L’esposizione La Via della Seta conduce a Como, tra le navate di una chiesa sconsacrata. Le opere sono collocate lungo un cammino che si snoda dall’ingresso attraverso le navate: dall’Oriente all’Occidente, dal sorgere del sole al suo tramonto. Lungo il percorso sabbia, accampamenti, sacchi di juta, fogli di carta strappata che annunciano con i loro colori l’arrivo della seta.
Como è l’approdo di un viaggio: l’inizio della coltivazione dei bachi segnò un nuovo tempo per l’economia, un processo che rese famosa la città, introducendo un materiale prezioso e nuovi disegni. L’esposizione segna i passi di questo viaggio: scoperta, scorci ed evocazione all’interno di una chiesa, il luogo della più intima ricerca.

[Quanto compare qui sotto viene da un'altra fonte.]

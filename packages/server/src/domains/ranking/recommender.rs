use std::sync::Arc;
use std::time::Duration;

use futures::future::join_all;
use tracing::{debug, warn};

use super::models::{HospitalSuggestion, NearbyHospital};
use super::utils::scoring::{accepted_specializations, rank_by_score, score, scoring_input};
use crate::common::GeoPoint;
use crate::domains::dispatch::models::EmergencyType;
use crate::domains::routing::EtaEstimator;
use crate::kernel::BaseHospitalDirectory;

/// Ranks nearby hospitals for an emergency.
///
/// Primary pass: within `radius`, with free beds and a suitable
/// specialization. If that finds nothing, a second pass at twice the radius
/// drops the specialization filter. Directory failures degrade to an empty
/// list.
#[derive(Clone)]
pub struct HospitalRecommender {
    directory: Arc<dyn BaseHospitalDirectory>,
    estimator: EtaEstimator,
    max_suggestions: usize,
    timeout: Duration,
}

impl HospitalRecommender {
    pub fn new(
        directory: Arc<dyn BaseHospitalDirectory>,
        estimator: EtaEstimator,
        max_suggestions: usize,
        timeout: Duration,
    ) -> Self {
        Self {
            directory,
            estimator,
            max_suggestions,
            timeout,
        }
    }

    pub async fn suggest(
        &self,
        emergency: EmergencyType,
        point: GeoPoint,
        radius_meters: f64,
    ) -> Vec<HospitalSuggestion> {
        let accepted = accepted_specializations(emergency);

        let mut picked: Vec<NearbyHospital> = self
            .nearby(point, radius_meters)
            .await
            .into_iter()
            .filter(|h| h.hospital.available_units > 0)
            .filter(|h| accepted.iter().any(|s| h.hospital.offers(*s)))
            .take(self.max_suggestions)
            .collect();

        if picked.is_empty() {
            debug!(radius = radius_meters * 2.0, "no specialised hospital nearby, widening search");
            picked = self
                .nearby(point, radius_meters * 2.0)
                .await
                .into_iter()
                .filter(|h| h.hospital.available_units > 0)
                .take(self.max_suggestions)
                .collect();
        }

        let etas = join_all(
            picked
                .iter()
                .map(|h| self.estimator.estimate_eta(point, h.hospital.location.point)),
        )
        .await;

        let mut scored: Vec<_> = picked
            .into_iter()
            .zip(etas)
            .map(|(nearby, eta)| {
                let s = score(&scoring_input(&nearby.hospital, nearby.distance_meters, emergency));
                ((nearby, eta), s)
            })
            .collect();
        rank_by_score(&mut scored);

        scored
            .into_iter()
            .map(|((nearby, eta), s)| HospitalSuggestion {
                hospital_id: nearby.hospital.id,
                name: nearby.hospital.name,
                address: nearby.hospital.location.address,
                distance_meters: nearby.distance_meters.round(),
                eta_seconds: eta.duration_seconds,
                score: s.value,
                reason: s.reason,
            })
            .collect()
    }

    async fn nearby(&self, point: GeoPoint, radius_meters: f64) -> Vec<NearbyHospital> {
        match tokio::time::timeout(self.timeout, self.directory.hospitals_within(point, radius_meters)).await {
            Ok(Ok(found)) => found,
            Ok(Err(e)) => {
                warn!(error = %e, "hospital directory failed");
                Vec::new()
            }
            Err(_) => {
                warn!("hospital directory timed out");
                Vec::new()
            }
        }
    }
}

#[cfg(test)]
mod tests {
    use super::*;
    use crate::common::Location;
    use crate::domains::ranking::models::{Hospital, HospitalTier, Specialization};
    use crate::kernel::InMemoryHospitalDirectory;

    fn hospital(name: &str, lon: f64, specs: Vec<Specialization>, beds: u32) -> Hospital {
        Hospital::builder()
            .name(name)
            .location(Location::new(GeoPoint::new(0.0, lon), format!("{} Rd", name)))
            .tier(HospitalTier::Private)
            .specializations(specs)
            .available_units(beds)
            .build()
    }

    fn recommender(hospitals: Vec<Hospital>) -> HospitalRecommender {
        HospitalRecommender::new(
            Arc::new(InMemoryHospitalDirectory::new(hospitals)),
            EtaEstimator::straight_line(10.0),
            5,
            Duration::from_secs(10),
        )
    }

    #[tokio::test]
    async fn test_specialist_ranked_first() {
        let r = recommender(vec![
            hospital("General", 0.01, vec![Specialization::General], 3),
            hospital("Heart", 0.02, vec![Specialization::Cardiology], 3),
        ]);

        let found = r
            .suggest(EmergencyType::HeartAttack, GeoPoint::new(0.0, 0.0), 10_000.0)
            .await;

        assert_eq!(found.len(), 2);
        assert_eq!(found[0].name, "Heart");
        assert!(found[0].reason.contains("Specialized in cardiology"));
        assert!(found[0].eta_seconds > 0);
    }

    #[tokio::test]
    async fn test_primary_filters_unsuitable_and_full() {
        let r = recommender(vec![
            hospital("Oncology", 0.01, vec![Specialization::Oncology], 3),
            hospital("Full", 0.01, vec![Specialization::General], 0),
            hospital("Ok", 0.03, vec![Specialization::General], 1),
        ]);

        let found = r
            .suggest(EmergencyType::Stroke, GeoPoint::new(0.0, 0.0), 10_000.0)
            .await;

        let names: Vec<_> = found.iter().map(|s| s.name.as_str()).collect();
        assert_eq!(names, vec!["Ok"]);
    }

    #[tokio::test]
    async fn test_fallback_widens_and_relaxes() {
        // ~15.5 km away, no suitable specialization
        let r = recommender(vec![hospital("Far", 0.14, vec![Specialization::Oncology], 2)]);

        let found = r
            .suggest(EmergencyType::Burns, GeoPoint::new(0.0, 0.0), 10_000.0)
            .await;

        assert_eq!(found.len(), 1);
        assert_eq!(found[0].name, "Far");
    }

    #[tokio::test]
    async fn test_caps_suggestions() {
        let hospitals = (1..=8)
            .map(|i| hospital(&format!("H{}", i), i as f64 * 0.005, vec![Specialization::General], 1))
            .collect();
        let found = recommender(hospitals)
            .suggest(EmergencyType::Other, GeoPoint::new(0.0, 0.0), 10_000.0)
            .await;
        assert_eq!(found.len(), 5);
    }

    #[tokio::test]
    async fn test_nothing_anywhere_is_empty() {
        let found = recommender(vec![])
            .suggest(EmergencyType::Other, GeoPoint::new(0.0, 0.0), 10_000.0)
            .await;
        assert!(found.is_empty());
    }
}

“Un luogo sacro, un luogo che dialoga con l’infinito. L’artista entra nei luoghi e già il suo spirito sente i sussurri del tempo, il trascorrere delle ere, degli anni, crea già un linguaggio dentro di sé: devi entrare in dialogo con quel luogo, devi imparare le sue regole, devi rispettarle.”

Medhat Shafik colleziona vocaboli. Un piccolo sasso, della sabbia, il pigmento, la carta, ogni oggetto racconta la storia dei luoghi che ha conosciuto. Shafik li rapisce, trattenendo la traccia di un posto, delle vite che ha incontrato: l’oggetto diventa un vocabolo nelle sue opere.
Il discorso non è mai caotico, aggressivo, sfacciato. Sulla punta dei piedi sembra disporre le parole, mettendole in ordine e bilanciando i toni: silenzi, brusii, spazi vuoti, sussurri, vociferare. Sceglie colori addomesticati, la materia famigliare: acqua, pietra, luce.
L’acqua trasporta il passato, i messaggi, ed è la fonte del futuro. Nelle opere di Shafik non è mai impetuosa, ma uno scorrere gentile, un fluire silenzioso che accompagna la vita. La pietra è il supporto della parola, quella detta, graffiata e tracciata, e quella non detta, racchiusa nel lungo viaggio di un sasso.
La luce inonda la scoperta, è il bagliore dell’arrivo.
Medhat Shafik cerca i luoghi intimi, appartati. Le opere pittoriche sembrano spiare un mondo ideale, dove il brusio delle figure – appena accennate e ridotte a semplici segni – si mescolano alle quiete delle zone di colore, come in Cercare nel giallo i tepori delle passioni (1998) e Fabulazione (2000). Le installazioni sembrano voler creare un mondo ideale, dove il percorso conduce alla scoperta delle proprie emozioni.

“Il mio sogno è di lavorare sempre sull’opera nella sua totalità: la comunicazione calda, della quale si vergognano molti artisti, dai tempi del minimalismo e del concettuale. L’opera è sempre un lavoro concettuale, io rappresento un qualcosa ma per dire qualcos’altro. Facendo un percorso si crea qualcosa di profondo, una sensazione calda tra me e chi guarda. E’ come se il mio inconscio prendesse forma in tre dimensioni.”

Medhat Shafik è nato nel 1956 a El Badari in Egitto. Dal 1976 vive e lavora a Milano.
XLVI Biennale di Venezia, Padiglione Egitto (Leone d’Oro alle Nazioni), 1995.
La Croce e il Vuoto, Palazzo Ducale, Mantova, 1996.
Biennale Internazionale dell’Arte, Cairo, 1998.
Il Volo della Fenice, Ex-Pescherie, Cervia, 1999.
La Via della Seta, Salone di San Francesco, Como, 1999.